There is a world of difference between educated consumers showing a preference for domestic goods, all else equal, and a consortium of nations underwriting an airplane manufacturer. The recent shananigans at Airbus should make you rethink that comment.

While I believe many went too far with the Japanese bashing, there does exist a lot of truth in one element of the debate: the US is generally open for business whereas other nations are not. How many countries require a majority or equal 'domestic' partner for all business ventures. For that matter, can you even become a citizen in Japan? Many nations are very closed societies with policies most would consider blantantly racist and xenophobic.

This is not a question of free trade. Rather, we must recognize that today's lowest price is not necessarily the cheapest cost over time. Balance that into the equation, and our consumer choices reflect better reasoning.


----------



## Rich (Jul 10, 2005)

I_Should_Be_Working said:


> Rich,
> 
> There is a world of difference between educated consumers showing a preference for domestic goods, all else equal, and a consortium of nations underwriting an airplane manufacturer. The recent shananigans at Airbus should make you rethink that comment.
> 
> ...


I'm no defender of protectionism, and I agree with you that the US is more open to business than many if not most other developed countries - but this is precisely why I'm surprised at the "buy-American" sentiments expressed here (not for the first time - there have been previous threads on the topic).

Also, there are a couple of ideas that keep coming up, one is that if it's foreign made it must be of inferior quality, and the other is that by buying US-made you're protecting US jobs. I don't think either is necessarily true.

Having said that I agree that shopping on the basis of price alone is often (though not always) a false economy, and that quality has its price (which, of course, is rising relative to average consumer prices). The fact is though that it is possible today to outsource manufacturing to the same quality standards as yesterday at a lower price (or for greater profit, which will generate jobs). Or so it seems to me, but then I'm not an economist.

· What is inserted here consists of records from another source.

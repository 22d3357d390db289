//! Settings loading (defaults + file + env).
//!
//! The loader owns the merge order and surfaces user-facing errors as
//! typed `ErrorEnvelope`s. Everything the composer needs is assembled here
//! once, so composition never reads the process environment.

use crate::env::{DeploymentEnv, RequiredEnv, SettingsEnvOverrides};
use crate::schema::{DeploymentConfig, ValidatedDeploymentConfig};
use servarr_domain::ServarrApp;
use servarr_shared::{ErrorCode, ErrorEnvelope};
use std::collections::BTreeMap;
use std::path::{Path, PathBuf};
use tracing::debug;

/// Default NFS server when `TRUENAS_HOST` is unset.
pub const DEFAULT_NFS_SERVER: &str = "localhost";
/// Default NFS export when `TRUENAS_NFS_PATH_MEDIA` is unset.
pub const DEFAULT_NFS_PATH: &str = "/path/to/media";

#[derive(Debug, Clone, Copy, PartialEq, Eq)]
enum ConfigFormat {
    Json,
    Toml,
}

/// NFS export backing the media volume.
#[derive(Debug, Clone, PartialEq, Eq)]
pub struct NfsSource {
    /// NFS server host.
    pub server: Box<str>,
    /// Export path.
    pub path: Box<str>,
}

/// Everything a render needs, validated up front.
#[derive(Debug, Clone, PartialEq, Eq)]
pub struct DeploymentSettings {
    /// Validated stack settings.
    pub config: ValidatedDeploymentConfig,
    /// Required credentials, images, and Postgres connection.
    pub required: RequiredEnv,
    /// Media volume source.
    pub nfs: NfsSource,
    /// Optional `<APP>_IMAGE` overrides.
    pub image_overrides: BTreeMap<ServarrApp, Box<str>>,
    /// Optional Preparr image override.
    pub preparr_image: Option<Box<str>>,
}

impl DeploymentSettings {
    /// Directory holding application templates.
    #[must_use]
    pub fn templates_dir(&self) -> &Path {
        &self.config.templates_dir
    }
}

/// Load settings from an optional file and apply env overrides.
///
/// Precedence (highest wins):
/// - env overrides (`SERVARR_*`, `PREPARR_HELM_VERSION`)
/// - settings file (JSON or TOML, by extension)
/// - defaults (`DeploymentConfig::default()`)
pub fn load_deployment_config_from_path(
    config_path: Option<&Path>,
    env: &DeploymentEnv,
) -> Result<ValidatedDeploymentConfig, ErrorEnvelope> {
    let config = match config_path {
        None => DeploymentConfig::default(),
        Some(path) => {
            let config_text = read_config_file(path)?;
            let format = detect_config_format(path)?;
            debug!(path = %path.display(), ?format, "loaded settings file");
            parse_config_unvalidated(&config_text, format)?
        },
    };

    apply_env_overrides(config, env)
}

/// Load settings and required env in one pass.
///
/// Missing credentials are reported here, before any template is read.
pub fn load_deployment_settings(
    config_path: Option<&Path>,
    env: &DeploymentEnv,
) -> Result<DeploymentSettings, ErrorEnvelope> {
    let config = load_deployment_config_from_path(config_path, env)?;
    let required = env.require()?;

    Ok(DeploymentSettings {
        config,
        required,
        nfs: NfsSource {
            server: env
                .truenas_host
                .clone()
                .unwrap_or_else(|| DEFAULT_NFS_SERVER.into()),
            path: env
                .truenas_nfs_path_media
                .clone()
                .unwrap_or_else(|| DEFAULT_NFS_PATH.into()),
        },
        image_overrides: env.app_images.clone(),
        preparr_image: env.preparr_image.clone(),
    })
}

/// Load settings using the current process environment.
pub fn load_deployment_settings_std_env(
    config_path: Option<&Path>,
) -> Result<DeploymentSettings, ErrorEnvelope> {
    let env = DeploymentEnv::from_std_env().map_err(ErrorEnvelope::from)?;
    load_deployment_settings(config_path, &env)
}

/// Apply env overrides to base settings (env wins) and validate the result.
pub fn apply_env_overrides(
    base: DeploymentConfig,
    env: &DeploymentEnv,
) -> Result<ValidatedDeploymentConfig, ErrorEnvelope> {
    let mut config = base;
    let SettingsEnvOverrides {
        namespace,
        timezone,
        media_size,
        storage_class,
        domain,
        ingress_class,
        templates_dir,
        chart_repo,
    } = &env.settings;

    override_string(&mut config.namespace, namespace.as_deref());
    override_string(&mut config.timezone, timezone.as_deref());
    override_string(&mut config.media_size, media_size.as_deref());
    override_string(&mut config.storage_class, storage_class.as_deref());
    override_string(&mut config.domain, domain.as_deref());
    override_string(&mut config.ingress_class, ingress_class.as_deref());
    override_string(&mut config.chart_repo, chart_repo.as_deref());
    override_string(&mut config.chart_version, env.preparr_helm_version.as_deref());
    if let Some(dir) = templates_dir {
        config.templates_dir = PathBuf::from(&**dir);
    }

    config.validate_and_normalize().map_err(ErrorEnvelope::from)
}

/// Serialize settings as pretty JSON (with trailing newline).
pub fn to_pretty_json(config: &DeploymentConfig) -> Result<String, ErrorEnvelope> {
    let mut output = serde_json::to_string_pretty(config).map_err(|error| {
        ErrorEnvelope::unexpected(
            ErrorCode::internal(),
            format!("failed to serialize settings: {error}"),
        )
    })?;
    output.push('\n');
    Ok(output)
}

/// Serialize settings as pretty TOML (with trailing newline).
pub fn to_pretty_toml(config: &DeploymentConfig) -> Result<String, ErrorEnvelope> {
    let mut output = toml::to_string_pretty(config).map_err(|error| {
        ErrorEnvelope::unexpected(
            ErrorCode::new("config", "serialize_toml"),
            format!("failed to serialize settings TOML: {error}"),
        )
    })?;
    if !output.ends_with('\n') {
        output.push('\n');
    }
    Ok(output)
}

fn override_string(target: &mut String, value: Option<&str>) {
    if let Some(value) = value {
        *target = value.to_string();
    }
}

fn parse_config_unvalidated(
    input: &str,
    format: ConfigFormat,
) -> Result<DeploymentConfig, ErrorEnvelope> {
    match format {
        ConfigFormat::Json => serde_json::from_str(input).map_err(|error| {
            ErrorEnvelope::expected(
                ErrorCode::new("config", "invalid_json"),
                format!("invalid settings JSON: {error}"),
            )
            .with_metadata("source", "config")
        }),
        ConfigFormat::Toml => toml::from_str(input).map_err(|error| {
            ErrorEnvelope::expected(
                ErrorCode::new("config", "invalid_toml"),
                format!("invalid settings TOML: {error}"),
            )
            .with_metadata("source", "config")
        }),
    }
}

fn read_config_file(path: &Path) -> Result<String, ErrorEnvelope> {
    std::fs::read_to_string(path).map_err(|error| {
        let code = match error.kind() {
            std::io::ErrorKind::NotFound => ErrorCode::new("config", "config_file_not_found"),
            std::io::ErrorKind::PermissionDenied => {
                ErrorCode::new("config", "config_file_permission_denied")
            },
            _ => ErrorCode::new("config", "config_file_io"),
        };

        ErrorEnvelope::expected(code, format!("failed to read settings file: {error}"))
            .with_metadata("path", path.to_string_lossy().to_string())
    })
}

fn detect_config_format(path: &Path) -> Result<ConfigFormat, ErrorEnvelope> {
    let ext = path
        .extension()
        .and_then(|value| value.to_str())
        .map(str::to_ascii_lowercase);
    match ext.as_deref() {
        None | Some("json") => Ok(ConfigFormat::Json),
        Some("toml") => Ok(ConfigFormat::Toml),
        Some(other) => Err(ErrorEnvelope::expected(
            ErrorCode::new("config", "unsupported_format"),
            "unsupported settings format; use .json or .toml",
        )
        .with_metadata("extension", other.to_string())),
    }
}

#[cfg(test)]
mod tests {
    use super::*;
    use crate::env::{ENV_PREPARR_HELM_VERSION, ENV_SERVARR_NAMESPACE, ENV_TRUENAS_HOST};
    use std::error::Error;
    use std::time::{SystemTime, UNIX_EPOCH};

    fn temp_file(name: &str, contents: &str) -> Result<PathBuf, Box<dyn Error>> {
        let nanos = SystemTime::now().duration_since(UNIX_EPOCH)?.as_nanos();
        let dir = std::env::temp_dir().join(format!("servarr-config-load-{nanos}"));
        std::fs::create_dir_all(&dir)?;
        let path = dir.join(name);
        std::fs::write(&path, contents)?;
        Ok(path)
    }

    fn env_from(pairs: &[(&str, &str)]) -> Result<DeploymentEnv, Box<dyn Error>> {
        let map: BTreeMap<String, String> = pairs
            .iter()
            .map(|(key, value)| ((*key).to_string(), (*value).to_string()))
            .collect();
        Ok(DeploymentEnv::from_map(&map)?)
    }

    #[test]
    fn env_wins_over_file_and_defaults() -> Result<(), Box<dyn Error>> {
        let path = temp_file("settings.json", r#"{"namespace":"from-file","timezone":"UTC"}"#)?;
        let env = env_from(&[
            (ENV_SERVARR_NAMESPACE, "from-env"),
            (ENV_PREPARR_HELM_VERSION, "0.4.0"),
        ])?;

        let config = load_deployment_config_from_path(Some(&path), &env)?;
        assert_eq!(config.namespace, "from-env");
        assert_eq!(config.timezone, "UTC");
        assert_eq!(config.chart_version, "0.4.0");
        assert_eq!(config.ingress_class, crate::schema::DEFAULT_INGRESS_CLASS);
        Ok(())
    }

    #[test]
    fn toml_file_is_detected_by_extension() -> Result<(), Box<dyn Error>> {
        let path = temp_file("settings.toml", "domain = \"media.lan\"\n")?;
        let config = load_deployment_config_from_path(Some(&path), &DeploymentEnv::default())?;
        assert_eq!(config.host_for("radarr"), "radarr.media.lan");
        Ok(())
    }

    #[test]
    fn missing_settings_file_has_stable_code() {
        let path = std::env::temp_dir().join("servarr-missing-settings-file.json");
        let error = load_deployment_config_from_path(Some(&path), &DeploymentEnv::default()).err();
        assert_eq!(
            error.map(|error| error.code),
            Some(ErrorCode::new("config", "config_file_not_found"))
        );
    }

    #[test]
    fn unsupported_extension_is_rejected() -> Result<(), Box<dyn Error>> {
        let path = temp_file("settings.yaml", "namespace: x\n")?;
        let error = load_deployment_config_from_path(Some(&path), &DeploymentEnv::default()).err();
        assert_eq!(
            error.map(|error| error.code),
            Some(ErrorCode::new("config", "unsupported_format"))
        );
        Ok(())
    }

    #[test]
    fn settings_require_credentials_before_composition() -> Result<(), Box<dyn Error>> {
        let env = env_from(&[(ENV_TRUENAS_HOST, "nas.lan")])?;
        let error = load_deployment_settings(None, &env).err();
        assert_eq!(
            error.map(|error| error.code),
            Some(ErrorCode::new("config", "missing_credential"))
        );
        Ok(())
    }

    #[test]
    fn pretty_json_ends_with_newline() -> Result<(), Box<dyn Error>> {
        let output = to_pretty_json(&DeploymentConfig::default())?;
        assert!(output.ends_with("}\n"));
        assert!(output.contains("\"templatesDir\": \"configs\""));
        Ok(())
    }
}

(The Harry Stonecipher affair was much more entertaining than the present Airbus management performance).


----------



## crs (Dec 30, 2004)

Rich said:


> I'm not an economist, but I think there is a fine line between economic patriotism and protectionism. It's clear that if everyone practised economic patriotism world trade would collapse and everyone would be the poorer for it. I can understand supporting small local businesses, even though they may be uncompetitive, for personal reasons, but as Margaret Thatcher famously said "You can't buck the market".
> 
> Some time ago American businesses (and politicians) were complaining that Japan was not open enough to US imports. The Japanese replied that they "preferred" Japanese goods - this was denounced as covert protectionism at the time.
> 
> Its odd to see Americans here defending home-grown goods when any suspicion of protectionism anywhere else in the world gets an aggressive response from US business and government (that is when US business interests are threatened - think Boeing, think arms deals). If you want to export surely you must expect to import?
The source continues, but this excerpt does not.